Pablo REINOSO (par Sylvie)
Entre oeuvre d'art et design, le travail de l'artiste argentin Pablo Reinoso est toujours déroutant. Les pieds dans le réel il nous entraine néanmoins dans un univers poétique et attachant qui fait sourire et réfléchir. La Maison de l'Amérique latine à Paris en expose un aperçu. L'utile et le beau, l'humour et le philosophique s'y mêlent pour créer avec des matériaux nobles, un plaisir visuel, sensuel et intellectuel extrêmement stimulant.
Il y a d'abord ce banc, Retour végétal, 2015, bois sculpté et acier, de la série Spaghetti Benches, dont la photo s'affiche en grand à l'entrée, sur le boulevard, comme un pied de nez . A l'intérieur, il est là, en vrai, comme n'importe quel banc de jardin avec ses lattes de bois clair lisses et douces. Sauf qu'au lieu d'être parfaitement rectilignes, elles ondulent et se déploient tout autour en arabesques comme des rubans. Le meuble a perdu sa géométrie et sa fonction première- impossible de s'y asseoir- mais il a gagné en vitalité par ses lianes indomptables, revenues, dirait-on, à l'état sauvage. L'idée que la matière échappe à ce que la main de l'homme lui a imposé pour son propre usage et retrouve sa liberté organique en proliférant est évidente. Elle induit la notion que le temps est à l'oeuvre. Né sans doute de l'exubérance de la nature locale, ce même type de déploiement immaitrisable se retrouve chez le sculpteur brésilien Henrique Oliveira.
Autres objets impraticables de Reinoso, les cadres, contenants prévus pour des contenus. Two for tango, 2014, en est un double en bois sculpté n'encadrant que du vide. 236,5x205x56,5cm. L'artiste renverse les valeurs et fait des contours l'oeuvre elle même. Hommage au double portrait fameux (Ecole de Fontainebleau, vers 1594) de Gabrielle d'Estrée et de sa soeur la duchesse de Villars, les cadres, dans un effet surréaliste, se délitent en entrelacs de bois, se rejoignent, oublieux de leur fonction. Les volumes se répondent délicatement et recréent le dialogue du tableau de référence.
Reinoso a tant travaillé le bois, qu'il en est devenu allergique, il doit confier la réalisation de ses oeuvres à des ateliers. Mais son goût pour la couleur noire l'a mené vers d'autres réalisations, en particulier pour l'espace publique, tel le Throne beam stool, 2015, un banc auréolé de lianes, en acier peint, et une installation. Paysage d'eau, 1982, en marbre et charbon minéral, 600x90x10cm. Se trouve figé dans le marbre statique l'essence même du mouvement de l'eau et ses reflets que borde de sa fragilité mate le charbon brut. Magnifique paysage et pourtant si minimal.

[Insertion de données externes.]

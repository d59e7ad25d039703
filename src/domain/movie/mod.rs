//! Movie invariants:
//!
//! 1. A record's identity is its position in the ingestion run that wrote it
//! 2. Records are replaced wholesale by the next ingestion, never merged
//! 3. A search query must describe a non-empty year and rating window

pub mod entity;
pub mod invariants;

pub use entity::{MovieRecord, SearchQuery};
pub use invariants::{validate_search_query, MAX_IMDB_RATING};
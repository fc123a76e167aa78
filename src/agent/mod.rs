//! The agent: construction, connection lifecycle, and registration
//! entry points.
//!
//! An [`Agent`] is built once, has its objects registered while the
//! status is [`AgentStatus::Registration`], then [`start`](Agent::start)s
//! the master session and serves requests via
//! [`process_once`](Agent::process_once). Registration after start fails;
//! the only fatal connection error is a failure of the *first* attempt -
//! afterwards the engine reconnects autonomously and the agent only
//! tracks the status.

mod builder;
mod registry;
mod status;

use std::collections::BTreeMap;
use std::sync::Arc;
use std::sync::atomic::{AtomicBool, Ordering};

use tokio::sync::Notify;

use crate::engine::{
    AccessMode, MasterEngine, ProcessOutcome, RegistrationHandle, ScalarRegistration,
};
use crate::error::{Error, Result};
use crate::handler::HandlerChain;
use crate::oid::{Oid, OidCodec};
use crate::scalar::Scalar;
use crate::table::{Table, TableBuilder};
use crate::trap::TrapBuilder;
use crate::value::Value;

pub use builder::AgentBuilder;
pub use registry::{ObjectExport, RegisteredEntry, RegisteredObject};
pub use status::{AgentStatus, LogSink};

use registry::ObjectRegistry;
use status::StatusCell;

/// An SNMP sub-agent.
pub struct Agent {
    name: String,
    master_socket: Option<String>,
    engine: Arc<dyn MasterEngine>,
    codec: OidCodec,
    status: Arc<StatusCell>,
    registry: ObjectRegistry,
    stopping: AtomicBool,
    stop: Notify,
}

impl Agent {
    /// Start building an agent on top of the given engine.
    pub fn builder(engine: Arc<dyn MasterEngine>) -> AgentBuilder {
        AgentBuilder::new(engine)
    }

    /// The agent's name.
    pub fn name(&self) -> &str {
        &self.name
    }

    /// Current lifecycle status.
    pub fn status(&self) -> AgentStatus {
        self.status.get()
    }

    /// Connect to the master agent.
    ///
    /// No-op when a connection already exists (`Connected` or
    /// `Reconnecting`). Otherwise registration closes, the status moves
    /// to `FirstConnect`, and the engine's connection primitive runs. If
    /// its asynchronous diagnostics classify this first attempt as
    /// failed, the failure is fatal: `ConnectionFailed` names the
    /// configured master socket. Later failures are logged, never
    /// raised - the engine retries on its own.
    pub async fn start(&self) -> Result<()> {
        if matches!(
            self.status.get(),
            AgentStatus::Connected | AgentStatus::Reconnecting
        ) {
            return Ok(());
        }
        self.status.set(AgentStatus::FirstConnect);
        self.engine.open_master_session(&self.name).await?;
        if self.status.get() == AgentStatus::ConnectFailed {
            return Err(Error::ConnectionFailed {
                target: self.master_socket.clone().unwrap_or_default(),
            });
        }
        Ok(())
    }

    /// Process one pending request.
    ///
    /// With `blocking` set, waits until a request arrives; otherwise
    /// returns [`ProcessOutcome::Idle`] immediately when nothing is
    /// pending.
    pub async fn process_once(&self, blocking: bool) -> Result<ProcessOutcome> {
        self.engine.process_once(blocking).await
    }

    /// Process requests until [`shutdown`](Agent::shutdown) is called.
    ///
    /// Convenience loop over blocking `process_once`; an extension over
    /// the narrow per-request interface.
    pub async fn serve(&self) -> Result<()> {
        loop {
            if self.stopping.load(Ordering::Acquire) {
                return Ok(());
            }
            tokio::select! {
                _ = self.stop.notified() => return Ok(()),
                outcome = self.process_once(true) => {
                    outcome?;
                }
            }
        }
    }

    /// Shut the agent down: stops [`serve`](Agent::serve) and tells the
    /// engine to release the session.
    pub fn shutdown(&self) -> Result<()> {
        self.stopping.store(true, Ordering::Release);
        self.stop.notify_waiters();
        self.engine.shutdown(&self.name)
    }

    // ------------------------------------------------------------------
    // Scalar registration - one constructor per value kind.
    // ------------------------------------------------------------------

    /// Register an `Integer32` scalar.
    pub fn integer32(
        &self,
        oidstr: &str,
        initval: i32,
        writable: bool,
        context: &str,
        chain: Option<HandlerChain>,
    ) -> Result<Arc<Scalar>> {
        self.register_scalar_value(oidstr, Value::Integer32(initval), writable, context, chain)
    }

    /// Register an `Unsigned32` scalar.
    pub fn unsigned32(
        &self,
        oidstr: &str,
        initval: u32,
        writable: bool,
        context: &str,
        chain: Option<HandlerChain>,
    ) -> Result<Arc<Scalar>> {
        self.register_scalar_value(oidstr, Value::Unsigned32(initval), writable, context, chain)
    }

    /// Register a `Counter32` scalar.
    pub fn counter32(
        &self,
        oidstr: &str,
        initval: u32,
        writable: bool,
        context: &str,
        chain: Option<HandlerChain>,
    ) -> Result<Arc<Scalar>> {
        self.register_scalar_value(oidstr, Value::Counter32(initval), writable, context, chain)
    }

    /// Register a `Counter64` scalar.
    pub fn counter64(
        &self,
        oidstr: &str,
        initval: u64,
        writable: bool,
        context: &str,
        chain: Option<HandlerChain>,
    ) -> Result<Arc<Scalar>> {
        self.register_scalar_value(oidstr, Value::Counter64(initval), writable, context, chain)
    }

    /// Register a `TimeTicks` scalar.
    pub fn time_ticks(
        &self,
        oidstr: &str,
        initval: u32,
        writable: bool,
        context: &str,
        chain: Option<HandlerChain>,
    ) -> Result<Arc<Scalar>> {
        self.register_scalar_value(oidstr, Value::TimeTicks(initval), writable, context, chain)
    }

    /// Register an `IpAddress` scalar (octets in network byte order).
    pub fn ip_address(
        &self,
        oidstr: &str,
        initval: [u8; 4],
        writable: bool,
        context: &str,
        chain: Option<HandlerChain>,
    ) -> Result<Arc<Scalar>> {
        self.register_scalar_value(oidstr, Value::IpAddress(initval), writable, context, chain)
    }

    /// Register an `OctetString` scalar.
    pub fn octet_string(
        &self,
        oidstr: &str,
        initval: impl Into<String>,
        writable: bool,
        context: &str,
        chain: Option<HandlerChain>,
    ) -> Result<Arc<Scalar>> {
        self.register_scalar_value(oidstr, Value::string(initval), writable, context, chain)
    }

    fn register_scalar_value(
        &self,
        oidstr: &str,
        initial: Value,
        writable: bool,
        context: &str,
        chain: Option<HandlerChain>,
    ) -> Result<Arc<Scalar>> {
        self.ensure_registration_open(oidstr)?;
        let oid = self.parse_oid(oidstr)?;
        let scalar = Arc::new(Scalar::new(
            oidstr.to_string(),
            oid.clone(),
            context.to_string(),
            writable,
            initial,
        ));
        let handle = self.engine.register_scalar(ScalarRegistration {
            oidstr: oidstr.to_string(),
            oid,
            access: AccessMode::from_writable(writable),
            context: context.to_string(),
            scalar: Arc::clone(&scalar),
            chain: chain.map(Arc::new),
        })?;
        self.registry.insert(
            context,
            oidstr,
            RegisteredObject::Scalar(Arc::clone(&scalar)),
            handle,
        );
        Ok(scalar)
    }

    // ------------------------------------------------------------------
    // Tables and traps
    // ------------------------------------------------------------------

    /// Start building a table registered at the given OID string.
    pub fn table(&self, oidstr: impl Into<String>) -> TableBuilder<'_> {
        TableBuilder::new(self, oidstr.into())
    }

    /// Start composing a notification identified by the given OID
    /// string.
    pub fn trap(&self, oidstr: impl Into<String>) -> TrapBuilder<'_> {
        TrapBuilder::new(self, oidstr.into())
    }

    /// Send a v1-style trap from generic/specific codes.
    pub fn send_easy_trap(&self, generic: i32, specific: i32) -> Result<()> {
        self.engine.send_easy_trap(generic, specific)
    }

    // ------------------------------------------------------------------
    // Registry views
    // ------------------------------------------------------------------

    /// Contexts with at least one registration.
    pub fn contexts(&self) -> Vec<String> {
        self.registry.contexts()
    }

    /// The registered objects of one context: OID string to kind name
    /// and externalized value.
    pub fn registered(&self, context: &str) -> BTreeMap<String, RegisteredEntry> {
        self.registry.registered(context)
    }

    // ------------------------------------------------------------------
    // OID conversion
    // ------------------------------------------------------------------

    /// Resolve an OID string through the configured codec.
    pub fn resolve_oid(&self, text: &str) -> Result<Oid> {
        self.codec.parse(text)
    }

    /// Render an OID in the engine's canonical display form.
    pub fn format_oid(&self, oid: &Oid) -> String {
        self.engine.format_oid(oid)
    }

    // ------------------------------------------------------------------
    // Crate-internal seams for the table and trap builders
    // ------------------------------------------------------------------

    pub(crate) fn ensure_registration_open(&self, oidstr: &str) -> Result<()> {
        if self.status.get() != AgentStatus::Registration {
            return Err(Error::RegistrationAfterStart {
                oidstr: oidstr.into(),
            });
        }
        Ok(())
    }

    pub(crate) fn parse_oid(&self, text: &str) -> Result<Oid> {
        self.codec.parse(text)
    }

    pub(crate) fn engine(&self) -> &Arc<dyn MasterEngine> {
        &self.engine
    }

    pub(crate) fn register_table_object(
        &self,
        context: &str,
        oidstr: &str,
        table: Arc<Table>,
        handle: RegistrationHandle,
    ) {
        self.registry
            .insert(context, oidstr, RegisteredObject::Table(table), handle);
    }
}
//! Typed management values.
//!
//! [`Value`] is the closed set of value kinds a sub-agent can expose:
//! the SMI scalar types plus `ObjectIdentifier`, which exists for trap
//! composition (the notification identity varbind carries an OID value)
//! and is not offered as a scalar registration kind.

use bytes::Bytes;

use crate::oid::Oid;

/// The kind of a [`Value`], without its payload.
#[derive(Debug, Clone, Copy, PartialEq, Eq, Hash)]
pub enum ValueKind {
    Integer32,
    Unsigned32,
    Counter32,
    Counter64,
    TimeTicks,
    IpAddress,
    OctetString,
    ObjectIdentifier,
}

impl ValueKind {
    /// Canonical kind name, as reported by registry and table exports.
    pub fn name(&self) -> &'static str {
        match self {
            Self::Integer32 => "Integer32",
            Self::Unsigned32 => "Unsigned32",
            Self::Counter32 => "Counter32",
            Self::Counter64 => "Counter64",
            Self::TimeTicks => "TimeTicks",
            Self::IpAddress => "IpAddress",
            Self::OctetString => "OctetString",
            Self::ObjectIdentifier => "ObjectIdentifier",
        }
    }

    /// The default value for this kind (zero, empty, or 0.0.0.0).
    pub fn default_value(&self) -> Value {
        match self {
            Self::Integer32 => Value::Integer32(0),
            Self::Unsigned32 => Value::Unsigned32(0),
            Self::Counter32 => Value::Counter32(0),
            Self::Counter64 => Value::Counter64(0),
            Self::TimeTicks => Value::TimeTicks(0),
            Self::IpAddress => Value::IpAddress([0; 4]),
            Self::OctetString => Value::OctetString(Bytes::new()),
            Self::ObjectIdentifier => Value::ObjectIdentifier(Oid::default()),
        }
    }

    /// Returns `true` for the integer-valued kinds that can track a row
    /// count.
    pub fn is_counter_kind(&self) -> bool {
        matches!(
            self,
            Self::Integer32
                | Self::Unsigned32
                | Self::Counter32
                | Self::Counter64
                | Self::TimeTicks
        )
    }

    /// Parse a human type tag as used in trap definitions.
    ///
    /// Accepts the single-character tags of command-line tooling (`i`,
    /// `u`, `c`, `C`, `t`, `a`, `s`, `o`) and the spelled-out aliases
    /// (`integer32`, `gauge`, `counter64`, `ipaddress`, ...). Note that
    /// `c`/`C` are case-significant, matching the tooling convention.
    ///
    /// ```rust
    /// use subagent::value::ValueKind;
    ///
    /// assert_eq!(ValueKind::from_tag("counter64"), Some(ValueKind::Counter64));
    /// assert_eq!(ValueKind::from_tag("C"), Some(ValueKind::Counter64));
    /// assert_eq!(ValueKind::from_tag("gauge"), Some(ValueKind::Unsigned32));
    /// assert_eq!(ValueKind::from_tag("float"), None);
    /// ```
    pub fn from_tag(tag: &str) -> Option<Self> {
        if tag.len() == 1 {
            return match tag {
                "i" => Some(Self::Integer32),
                "u" | "3" => Some(Self::Unsigned32),
                "c" => Some(Self::Counter32),
                "C" => Some(Self::Counter64),
                "t" => Some(Self::TimeTicks),
                "a" => Some(Self::IpAddress),
                "s" | "x" | "d" => Some(Self::OctetString),
                "o" => Some(Self::ObjectIdentifier),
                _ => None,
            };
        }

        let lower = tag.to_ascii_lowercase();
        match lower.as_str() {
            "integer" | "integer32" => Some(Self::Integer32),
            "gauge" | "gauge32" | "unsigned32" | "uinteger" => Some(Self::Unsigned32),
            "counter" | "counter32" => Some(Self::Counter32),
            "counter64" => Some(Self::Counter64),
            "timeticks" => Some(Self::TimeTicks),
            _ if lower.starts_with("ip") => Some(Self::IpAddress),
            _ if lower.starts_with("obj") || lower.starts_with("oid") => {
                Some(Self::ObjectIdentifier)
            }
            "string" | "octetstring" | "octet_str" => Some(Self::OctetString),
            _ => None,
        }
    }
}

impl std::fmt::Display for ValueKind {
    fn fmt(&self, f: &mut std::fmt::Formatter<'_>) -> std::fmt::Result {
        f.write_str(self.name())
    }
}

/// A typed management value.
///
/// `IpAddress` holds the four octets in network byte order. `Counter64`
/// is unsigned 64-bit end to end and is never routed through a narrower
/// signed type.
#[derive(Debug, Clone, PartialEq)]
pub enum Value {
    Integer32(i32),
    Unsigned32(u32),
    Counter32(u32),
    Counter64(u64),
    TimeTicks(u32),
    IpAddress([u8; 4]),
    OctetString(Bytes),
    ObjectIdentifier(Oid),
}

impl Value {
    /// The kind of this value.
    pub fn kind(&self) -> ValueKind {
        match self {
            Self::Integer32(_) => ValueKind::Integer32,
            Self::Unsigned32(_) => ValueKind::Unsigned32,
            Self::Counter32(_) => ValueKind::Counter32,
            Self::Counter64(_) => ValueKind::Counter64,
            Self::TimeTicks(_) => ValueKind::TimeTicks,
            Self::IpAddress(_) => ValueKind::IpAddress,
            Self::OctetString(_) => ValueKind::OctetString,
            Self::ObjectIdentifier(_) => ValueKind::ObjectIdentifier,
        }
    }

    /// Convenience constructor for string payloads.
    pub fn string(text: impl Into<String>) -> Self {
        Self::OctetString(Bytes::from(text.into()))
    }
}

impl std::fmt::Display for Value {
    fn fmt(&self, f: &mut std::fmt::Formatter<'_>) -> std::fmt::Result {
        match self {
            Self::Integer32(v) => write!(f, "{}", v),
            Self::Unsigned32(v) | Self::Counter32(v) | Self::TimeTicks(v) => write!(f, "{}", v),
            Self::Counter64(v) => write!(f, "{}", v),
            Self::IpAddress(octets) => write!(
                f,
                "{}.{}.{}.{}",
                octets[0], octets[1], octets[2], octets[3]
            ),
            Self::OctetString(bytes) => write!(f, "{}", String::from_utf8_lossy(bytes)),
            Self::ObjectIdentifier(oid) => write!(f, "{}", oid),
        }
    }
}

La chaise Thonet (1859), en bois tourné noir et cannage, est un symbole du passage à la modernité. Tous les designers le reconnaissent. Reinoso l'utilise avec tendresse et irrévérence dans une installation et une video. La tête en bas, cette pièce fétiche, pratique et élégante, est collée au mur puis au plafond qui finalement s'effondre pour se terminer dans la cheminée, une image de la vie sans doute, et de la métamorphose qui nous fait naitre, évoluer et finir déconstruits et brulés dans la cheminée. Ashes to Ashes, 2002.
Dans la vidéo (2006) la chorégraphe et danseuse Bianca Li manipule la chaise, tente, avec un sérieux imperturbable que ne renierait pas Buster Keaton, de dialoguer avec elle, de la faire sienne dans des positions les plus improbables comme si cet objet inanimé avait une âme.
Il est bien connu que les argentins sont friands de psychanalyse. Deux oeuvres en matériaux souples, toile et ventilateurs, s'y réfèrent: le Monochrome respirant, 1999, 300x260cm est constitué d'une série de coussins de toile noire qui gonflent et se dégonflent régulièrement. Ils respirent... comme des êtres humains. Un double de cette oeuvre figure à La Maison rouge dans le cadre de l'exposition Buenos Aires. Quant au huis-clos du Cabinet du Dr Lacan (1998), 200x400x250cm, il se voit à travers la toile-bulle comme si divan et fauteuil gonflables animés d'une respiration participaient du travail analytique.
Pablo Reinoso, "Un monde renversé", Maison de l'Amérique latine, 217 bd St Germain 75007. Paris. Tel: 01 49 54 75 00. Jusqu'au 31 juillet et du 17 au 22 août 2015.